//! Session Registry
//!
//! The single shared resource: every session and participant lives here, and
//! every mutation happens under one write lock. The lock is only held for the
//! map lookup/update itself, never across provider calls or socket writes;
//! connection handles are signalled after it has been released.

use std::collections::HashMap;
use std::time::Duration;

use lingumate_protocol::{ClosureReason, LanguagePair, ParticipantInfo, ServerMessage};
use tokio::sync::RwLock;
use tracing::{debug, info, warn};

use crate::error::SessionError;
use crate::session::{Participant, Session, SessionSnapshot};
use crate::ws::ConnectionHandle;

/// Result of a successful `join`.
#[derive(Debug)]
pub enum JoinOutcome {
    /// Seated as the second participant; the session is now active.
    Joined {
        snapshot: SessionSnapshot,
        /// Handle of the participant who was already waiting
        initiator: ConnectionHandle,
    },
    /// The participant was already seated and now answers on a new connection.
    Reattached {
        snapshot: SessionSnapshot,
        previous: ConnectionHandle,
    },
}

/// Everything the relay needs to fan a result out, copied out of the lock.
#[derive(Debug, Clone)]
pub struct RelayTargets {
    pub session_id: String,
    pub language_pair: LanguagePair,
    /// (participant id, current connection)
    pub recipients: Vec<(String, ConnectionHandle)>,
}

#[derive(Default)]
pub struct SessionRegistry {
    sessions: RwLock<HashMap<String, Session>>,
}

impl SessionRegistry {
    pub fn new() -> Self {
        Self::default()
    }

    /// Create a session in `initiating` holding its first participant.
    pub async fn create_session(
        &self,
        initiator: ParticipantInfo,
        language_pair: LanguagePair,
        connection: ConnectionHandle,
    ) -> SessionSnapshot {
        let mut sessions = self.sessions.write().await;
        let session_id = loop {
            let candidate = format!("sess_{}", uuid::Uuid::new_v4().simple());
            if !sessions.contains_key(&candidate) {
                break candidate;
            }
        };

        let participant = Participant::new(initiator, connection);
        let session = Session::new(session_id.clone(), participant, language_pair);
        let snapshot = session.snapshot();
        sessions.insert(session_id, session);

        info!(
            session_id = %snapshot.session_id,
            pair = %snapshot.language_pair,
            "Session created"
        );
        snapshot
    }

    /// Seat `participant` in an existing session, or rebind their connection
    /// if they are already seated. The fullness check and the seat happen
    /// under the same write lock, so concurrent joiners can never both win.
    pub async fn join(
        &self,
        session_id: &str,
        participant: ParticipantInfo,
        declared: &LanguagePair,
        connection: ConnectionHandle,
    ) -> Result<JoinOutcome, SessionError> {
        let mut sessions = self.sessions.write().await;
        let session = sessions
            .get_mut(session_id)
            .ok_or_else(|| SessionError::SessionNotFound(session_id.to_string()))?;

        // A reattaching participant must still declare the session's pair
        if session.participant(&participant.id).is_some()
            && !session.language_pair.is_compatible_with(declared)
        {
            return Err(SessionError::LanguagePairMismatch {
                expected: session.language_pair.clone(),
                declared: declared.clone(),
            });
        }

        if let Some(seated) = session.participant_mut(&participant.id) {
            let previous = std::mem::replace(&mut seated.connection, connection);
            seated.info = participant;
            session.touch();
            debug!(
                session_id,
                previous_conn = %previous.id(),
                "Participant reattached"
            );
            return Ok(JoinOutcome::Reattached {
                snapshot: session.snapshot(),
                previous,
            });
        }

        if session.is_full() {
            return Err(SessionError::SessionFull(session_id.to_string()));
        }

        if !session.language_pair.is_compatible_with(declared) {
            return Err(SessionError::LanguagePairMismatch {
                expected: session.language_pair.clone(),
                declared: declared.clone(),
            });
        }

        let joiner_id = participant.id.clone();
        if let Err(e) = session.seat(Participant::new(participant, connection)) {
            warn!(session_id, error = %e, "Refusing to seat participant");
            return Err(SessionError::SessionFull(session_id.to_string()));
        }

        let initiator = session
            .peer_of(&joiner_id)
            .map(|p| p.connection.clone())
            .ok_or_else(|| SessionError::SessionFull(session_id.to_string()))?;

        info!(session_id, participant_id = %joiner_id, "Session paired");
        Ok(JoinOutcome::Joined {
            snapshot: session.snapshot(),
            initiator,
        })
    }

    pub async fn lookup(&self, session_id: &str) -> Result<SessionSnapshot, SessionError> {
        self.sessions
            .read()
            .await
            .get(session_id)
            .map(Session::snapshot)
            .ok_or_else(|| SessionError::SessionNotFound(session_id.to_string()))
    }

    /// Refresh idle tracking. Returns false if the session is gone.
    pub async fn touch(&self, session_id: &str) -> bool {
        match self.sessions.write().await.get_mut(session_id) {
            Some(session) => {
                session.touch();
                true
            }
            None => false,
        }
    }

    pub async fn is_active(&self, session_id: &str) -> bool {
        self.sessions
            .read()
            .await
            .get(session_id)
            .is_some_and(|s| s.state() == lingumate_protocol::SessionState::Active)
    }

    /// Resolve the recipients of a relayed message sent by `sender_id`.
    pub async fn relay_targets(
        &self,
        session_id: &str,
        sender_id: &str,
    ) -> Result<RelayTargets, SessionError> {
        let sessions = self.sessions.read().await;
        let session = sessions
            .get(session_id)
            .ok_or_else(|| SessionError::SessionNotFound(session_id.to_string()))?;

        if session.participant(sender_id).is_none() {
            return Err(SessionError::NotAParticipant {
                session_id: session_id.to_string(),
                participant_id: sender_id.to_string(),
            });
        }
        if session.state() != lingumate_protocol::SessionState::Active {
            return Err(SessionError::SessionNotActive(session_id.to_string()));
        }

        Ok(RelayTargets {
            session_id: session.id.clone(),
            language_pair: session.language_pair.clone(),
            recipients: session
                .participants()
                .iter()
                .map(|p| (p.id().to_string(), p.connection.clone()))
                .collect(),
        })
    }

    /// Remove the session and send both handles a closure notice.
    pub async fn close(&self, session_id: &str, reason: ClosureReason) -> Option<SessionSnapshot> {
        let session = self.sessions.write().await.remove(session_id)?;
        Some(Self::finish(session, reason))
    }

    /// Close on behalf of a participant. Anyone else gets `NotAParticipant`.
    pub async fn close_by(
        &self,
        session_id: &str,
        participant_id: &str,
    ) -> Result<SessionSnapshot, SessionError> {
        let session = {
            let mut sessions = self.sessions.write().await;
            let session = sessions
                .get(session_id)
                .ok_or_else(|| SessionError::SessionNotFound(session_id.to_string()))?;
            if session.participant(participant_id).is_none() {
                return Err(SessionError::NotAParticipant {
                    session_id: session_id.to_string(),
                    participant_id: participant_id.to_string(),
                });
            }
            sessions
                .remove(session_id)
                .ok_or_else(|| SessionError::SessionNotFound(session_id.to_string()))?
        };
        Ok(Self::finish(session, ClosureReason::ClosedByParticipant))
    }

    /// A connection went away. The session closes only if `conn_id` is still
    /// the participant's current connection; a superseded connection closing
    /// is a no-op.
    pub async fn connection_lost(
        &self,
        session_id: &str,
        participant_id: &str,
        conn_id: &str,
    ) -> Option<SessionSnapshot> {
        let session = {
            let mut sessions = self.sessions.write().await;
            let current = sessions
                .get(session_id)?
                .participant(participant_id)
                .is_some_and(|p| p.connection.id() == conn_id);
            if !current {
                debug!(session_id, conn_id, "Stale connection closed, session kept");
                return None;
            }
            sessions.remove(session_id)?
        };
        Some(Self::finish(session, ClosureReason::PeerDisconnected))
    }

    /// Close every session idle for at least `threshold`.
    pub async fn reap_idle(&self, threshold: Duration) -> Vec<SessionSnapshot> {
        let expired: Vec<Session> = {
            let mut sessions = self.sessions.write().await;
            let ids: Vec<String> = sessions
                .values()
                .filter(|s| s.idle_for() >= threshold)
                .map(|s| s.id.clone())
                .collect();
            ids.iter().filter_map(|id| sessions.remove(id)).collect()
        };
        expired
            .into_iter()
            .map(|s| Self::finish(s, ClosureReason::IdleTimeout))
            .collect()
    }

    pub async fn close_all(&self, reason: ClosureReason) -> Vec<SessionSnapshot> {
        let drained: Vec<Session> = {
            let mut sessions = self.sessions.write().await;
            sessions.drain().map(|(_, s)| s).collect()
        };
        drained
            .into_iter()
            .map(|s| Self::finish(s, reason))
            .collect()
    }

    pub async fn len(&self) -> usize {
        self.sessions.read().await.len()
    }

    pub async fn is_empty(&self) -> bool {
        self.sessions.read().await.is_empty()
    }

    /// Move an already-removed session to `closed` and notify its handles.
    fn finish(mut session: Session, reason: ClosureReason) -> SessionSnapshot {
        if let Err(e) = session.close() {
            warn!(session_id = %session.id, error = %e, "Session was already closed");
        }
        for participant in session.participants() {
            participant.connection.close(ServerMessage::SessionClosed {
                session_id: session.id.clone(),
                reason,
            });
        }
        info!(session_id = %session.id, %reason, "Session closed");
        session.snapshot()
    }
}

---

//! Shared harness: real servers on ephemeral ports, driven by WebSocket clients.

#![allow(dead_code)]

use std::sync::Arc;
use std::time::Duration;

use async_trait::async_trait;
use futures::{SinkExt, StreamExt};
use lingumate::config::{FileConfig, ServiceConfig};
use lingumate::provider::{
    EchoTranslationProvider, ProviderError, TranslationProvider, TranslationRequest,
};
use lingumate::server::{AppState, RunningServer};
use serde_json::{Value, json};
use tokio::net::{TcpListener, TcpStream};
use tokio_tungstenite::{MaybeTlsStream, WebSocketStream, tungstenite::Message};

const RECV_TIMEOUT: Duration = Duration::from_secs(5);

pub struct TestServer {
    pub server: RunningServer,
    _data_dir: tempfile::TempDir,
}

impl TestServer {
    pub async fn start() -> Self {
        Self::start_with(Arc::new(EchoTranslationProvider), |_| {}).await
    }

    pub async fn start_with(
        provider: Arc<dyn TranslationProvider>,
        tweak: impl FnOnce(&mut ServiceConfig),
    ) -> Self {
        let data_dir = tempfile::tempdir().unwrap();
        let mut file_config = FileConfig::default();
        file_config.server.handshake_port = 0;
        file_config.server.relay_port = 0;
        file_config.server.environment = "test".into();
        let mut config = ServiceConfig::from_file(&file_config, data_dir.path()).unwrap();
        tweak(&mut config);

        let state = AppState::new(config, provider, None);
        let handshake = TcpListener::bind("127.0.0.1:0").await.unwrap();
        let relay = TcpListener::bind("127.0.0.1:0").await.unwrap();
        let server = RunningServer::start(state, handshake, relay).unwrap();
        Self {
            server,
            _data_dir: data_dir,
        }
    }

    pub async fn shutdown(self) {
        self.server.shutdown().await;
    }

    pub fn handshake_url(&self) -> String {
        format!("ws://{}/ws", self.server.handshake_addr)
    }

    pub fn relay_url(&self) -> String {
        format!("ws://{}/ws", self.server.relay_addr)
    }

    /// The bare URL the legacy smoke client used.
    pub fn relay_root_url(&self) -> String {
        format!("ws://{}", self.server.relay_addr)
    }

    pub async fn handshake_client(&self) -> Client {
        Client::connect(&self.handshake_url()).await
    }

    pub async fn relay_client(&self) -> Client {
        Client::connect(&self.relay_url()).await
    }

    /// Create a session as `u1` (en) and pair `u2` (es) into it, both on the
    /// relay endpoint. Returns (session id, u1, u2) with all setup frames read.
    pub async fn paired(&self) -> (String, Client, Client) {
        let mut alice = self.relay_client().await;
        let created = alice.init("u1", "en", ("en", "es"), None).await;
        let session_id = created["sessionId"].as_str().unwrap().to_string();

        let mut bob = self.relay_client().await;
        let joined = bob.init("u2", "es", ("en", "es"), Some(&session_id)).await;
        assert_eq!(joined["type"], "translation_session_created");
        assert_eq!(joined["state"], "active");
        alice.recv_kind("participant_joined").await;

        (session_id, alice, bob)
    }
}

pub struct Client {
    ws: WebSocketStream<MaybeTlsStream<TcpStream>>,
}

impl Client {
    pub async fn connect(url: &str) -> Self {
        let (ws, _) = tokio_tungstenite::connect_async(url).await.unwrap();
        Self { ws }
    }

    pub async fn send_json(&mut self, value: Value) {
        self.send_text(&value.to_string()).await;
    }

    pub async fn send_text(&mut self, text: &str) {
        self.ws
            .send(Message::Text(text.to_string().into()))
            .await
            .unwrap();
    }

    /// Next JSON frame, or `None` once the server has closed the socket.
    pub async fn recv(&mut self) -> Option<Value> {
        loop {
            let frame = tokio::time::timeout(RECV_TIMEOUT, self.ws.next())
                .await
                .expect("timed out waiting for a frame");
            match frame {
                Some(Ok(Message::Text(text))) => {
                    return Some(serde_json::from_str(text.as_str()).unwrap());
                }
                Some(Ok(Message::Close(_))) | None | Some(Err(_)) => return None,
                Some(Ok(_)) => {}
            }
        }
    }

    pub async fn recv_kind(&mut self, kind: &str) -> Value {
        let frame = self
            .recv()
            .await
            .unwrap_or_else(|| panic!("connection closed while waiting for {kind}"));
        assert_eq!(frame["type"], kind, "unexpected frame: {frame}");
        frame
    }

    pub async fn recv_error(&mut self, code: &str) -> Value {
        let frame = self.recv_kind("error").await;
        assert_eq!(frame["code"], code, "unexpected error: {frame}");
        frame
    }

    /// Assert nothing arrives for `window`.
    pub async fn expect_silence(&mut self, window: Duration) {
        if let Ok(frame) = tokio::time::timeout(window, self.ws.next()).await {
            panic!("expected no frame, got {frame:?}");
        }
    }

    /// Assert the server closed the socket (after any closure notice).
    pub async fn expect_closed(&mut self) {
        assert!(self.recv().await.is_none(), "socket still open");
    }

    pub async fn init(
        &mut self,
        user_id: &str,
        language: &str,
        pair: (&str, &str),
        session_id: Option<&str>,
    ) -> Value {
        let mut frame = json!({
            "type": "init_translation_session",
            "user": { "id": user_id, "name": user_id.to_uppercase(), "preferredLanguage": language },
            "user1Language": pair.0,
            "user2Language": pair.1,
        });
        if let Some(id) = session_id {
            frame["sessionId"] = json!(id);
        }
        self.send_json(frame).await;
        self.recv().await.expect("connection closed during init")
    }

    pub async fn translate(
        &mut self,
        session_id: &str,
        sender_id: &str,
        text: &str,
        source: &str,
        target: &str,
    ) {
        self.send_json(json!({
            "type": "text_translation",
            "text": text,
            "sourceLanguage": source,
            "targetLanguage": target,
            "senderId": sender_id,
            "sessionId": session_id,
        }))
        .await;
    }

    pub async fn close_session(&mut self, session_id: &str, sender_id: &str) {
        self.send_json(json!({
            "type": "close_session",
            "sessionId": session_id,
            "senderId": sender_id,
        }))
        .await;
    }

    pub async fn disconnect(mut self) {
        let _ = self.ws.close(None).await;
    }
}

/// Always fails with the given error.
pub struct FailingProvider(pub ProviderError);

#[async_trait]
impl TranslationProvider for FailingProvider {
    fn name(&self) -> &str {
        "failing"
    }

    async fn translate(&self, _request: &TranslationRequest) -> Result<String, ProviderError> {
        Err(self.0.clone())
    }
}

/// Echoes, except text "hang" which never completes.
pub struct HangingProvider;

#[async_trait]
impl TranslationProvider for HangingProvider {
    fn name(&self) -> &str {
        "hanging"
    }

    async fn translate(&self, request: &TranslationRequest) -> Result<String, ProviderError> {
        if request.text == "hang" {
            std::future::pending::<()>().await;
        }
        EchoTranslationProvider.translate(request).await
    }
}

• **PROBLEM DETAILS**:
From the records above, reproduce exactly the lines from the one with "let participant = Participant::new(initiator, connection);" to the one with "rebind their connection", both included, and no others.

• **ANSWER FOR THE TASK**:
        let participant = Participant::new(initiator, connection);
        let session = Session::new(session_id.clone(), participant, language_pair);
        let snapshot = session.snapshot();
        sessions.insert(session_id, session);

        info!(
            session_id = %snapshot.session_id,
            pair = %snapshot.language_pair,
            "Session created"
        );
        snapshot
    }

    /// Seat `participant` in an existing session, or rebind their connection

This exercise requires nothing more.